[Saved data entries]

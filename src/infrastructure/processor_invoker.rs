//! 外部处理器调用 - 基础设施层
//!
//! 只负责"在限定时间内运行一次处理器并收集输出"，不解析输出内容。

use std::io::ErrorKind;
use std::path::{Path, PathBuf};
use std::process::Stdio;
use std::time::{Duration, Instant};

use thiserror::Error;
use tokio::process::Command;
use tracing::{debug, info, warn};

use crate::config::Config;
use crate::models::ProcessMode;

/// 处理器调用失败
#[derive(Debug, Error)]
pub enum InvokeError {
    /// 找不到可执行文件，不会自动重试
    #[error("processor executable not found: {program}")]
    ExecutableMissing { program: String },
    /// 超时，进程组已被终止，部分输出被丢弃
    #[error("processor timed out after {}s", .after.as_secs())]
    Timeout { after: Duration },
    /// 进程无法启动（权限等）
    #[error("processor could not be started: {source}")]
    LaunchFailed {
        #[source]
        source: std::io::Error,
    },
    /// 等待进程输出时出错
    #[error("failed to collect processor output: {source}")]
    Io {
        #[source]
        source: std::io::Error,
    },
}

/// 一次调用的结果，产生后不再修改
#[derive(Debug, Clone, PartialEq, Eq)]
pub struct ProcessOutcome {
    /// 退出码，被信号终止时为 None
    pub exit_code: Option<i32>,
    pub stdout: String,
    pub stderr: String,
    pub elapsed: Duration,
}

impl ProcessOutcome {
    /// 非零退出即视为 Failed，但输出仍交给解析器
    pub fn succeeded(&self) -> bool {
        self.exit_code == Some(0)
    }
}

/// 外部处理器调用器
#[derive(Debug, Clone)]
pub struct ProcessorInvoker {
    program: String,
    args: Vec<String>,
    working_dir: Option<PathBuf>,
    timeout: Duration,
}

impl ProcessorInvoker {
    /// 创建调用器
    ///
    /// # 参数
    /// - `program`: 可执行文件
    /// - `args`: 放在输入文件路径之前的固定参数
    /// - `timeout`: 单次调用的墙钟超时
    pub fn new(program: impl Into<String>, args: Vec<String>, timeout: Duration) -> Self {
        Self {
            program: program.into(),
            args,
            working_dir: None,
            timeout,
        }
    }

    pub fn from_config(config: &Config) -> Self {
        let invoker = Self::new(
            config.processor_program.clone(),
            config.processor_args.clone(),
            config.processor_timeout(),
        );
        match &config.processor_working_dir {
            Some(dir) => invoker.with_working_dir(dir),
            None => invoker,
        }
    }

    pub fn with_working_dir(mut self, dir: impl Into<PathBuf>) -> Self {
        self.working_dir = Some(dir.into());
        self
    }

    pub fn program(&self) -> &str {
        &self.program
    }

    pub fn args(&self) -> &[String] {
        &self.args
    }

    pub fn working_dir(&self) -> Option<&Path> {
        self.working_dir.as_deref()
    }

    pub fn timeout(&self) -> Duration {
        self.timeout
    }

    /// 运行一次处理器
    ///
    /// 命令行为 `program [args...] <input> [--async]`，非交互运行（stdin 为空）。
    ///
    /// # 返回
    /// - `Ok(ProcessOutcome)`：进程已退出（退出码可能非零）
    /// - `Err(InvokeError)`：找不到程序、启动失败或超时
    pub async fn invoke(&self, input: &Path, mode: ProcessMode) -> Result<ProcessOutcome, InvokeError> {
        let mut command = Command::new(&self.program);
        command
            .args(&self.args)
            .arg(input)
            .stdin(Stdio::null())
            .stdout(Stdio::piped())
            .stderr(Stdio::piped())
            .kill_on_drop(true);
        if let Some(flag) = mode.flag() {
            command.arg(flag);
        }
        if let Some(dir) = &self.working_dir {
            command.current_dir(dir);
        }
        // 独立进程组，超时时连同子进程一起终止
        #[cfg(unix)]
        command.process_group(0);

        debug!("启动处理器: {} {:?} {}", self.program, self.args, input.display());
        let started = Instant::now();

        let child = match command.spawn() {
            Ok(child) => child,
            Err(e) if e.kind() == ErrorKind::NotFound => {
                warn!("❌ 找不到处理器: {}", self.program);
                return Err(InvokeError::ExecutableMissing {
                    program: self.program.clone(),
                });
            }
            Err(source) => {
                warn!("❌ 处理器启动失败: {}", source);
                return Err(InvokeError::LaunchFailed { source });
            }
        };
        let pid = child.id();

        match tokio::time::timeout(self.timeout, child.wait_with_output()).await {
            Ok(Ok(output)) => {
                let outcome = ProcessOutcome {
                    exit_code: output.status.code(),
                    stdout: String::from_utf8_lossy(&output.stdout).into_owned(),
                    stderr: String::from_utf8_lossy(&output.stderr).into_owned(),
                    elapsed: started.elapsed(),
                };
                info!(
                    "🔍 处理器退出: code={:?}, 耗时 {:.1}s, stdout {} 字节",
                    outcome.exit_code,
                    outcome.elapsed.as_secs_f64(),
                    outcome.stdout.len()
                );
                Ok(outcome)
            }
            Ok(Err(source)) => Err(InvokeError::Io { source }),
            Err(_) => {
                warn!("⏱️ 处理器超时 ({}s)，终止进程组", self.timeout.as_secs());
                kill_process_group(pid);
                Err(InvokeError::Timeout {
                    after: self.timeout,
                })
            }
        }
    }

    /// 可执行文件是否可以找到（路径存在，或在 PATH 中）
    pub fn executable_available(&self) -> bool {
        let program = Path::new(&self.program);
        if program.components().count() > 1 {
            let resolved = match (&self.working_dir, program.is_relative()) {
                (Some(dir), true) => dir.join(program),
                _ => program.to_path_buf(),
            };
            return resolved.is_file();
        }
        std::env::var_os("PATH")
            .map(|paths| std::env::split_paths(&paths).any(|dir| dir.join(program).is_file()))
            .unwrap_or(false)
    }
}

#[cfg(unix)]
fn kill_process_group(pid: Option<u32>) {
    let Some(pid) = pid else {
        return;
    };
    let Ok(pgid) = libc::pid_t::try_from(pid) else {
        return;
    };
    // SAFETY: killpg 只发送信号，不涉及内存；进程组 id 来自我们自己创建的子进程
    let rc = unsafe { libc::killpg(pgid, libc::SIGKILL) };
    if rc != 0 {
        debug!("killpg({}) 失败: {}", pgid, std::io::Error::last_os_error());
    }
}

#[cfg(not(unix))]
fn kill_process_group(_pid: Option<u32>) {}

◆ TASK TO CARRY OUT
Search the entries for the word "stdout". Copy every line where it occurs.

◆ SOLUTION TO THIS PROBLEM
    pub stdout: String,
            .stdout(Stdio::piped())
                    stdout: String::from_utf8_lossy(&output.stdout).into_owned(),
                    "🔍 处理器退出: code={:?}, 耗时 {:.1}s, stdout {} 字节",
                    outcome.stdout.len()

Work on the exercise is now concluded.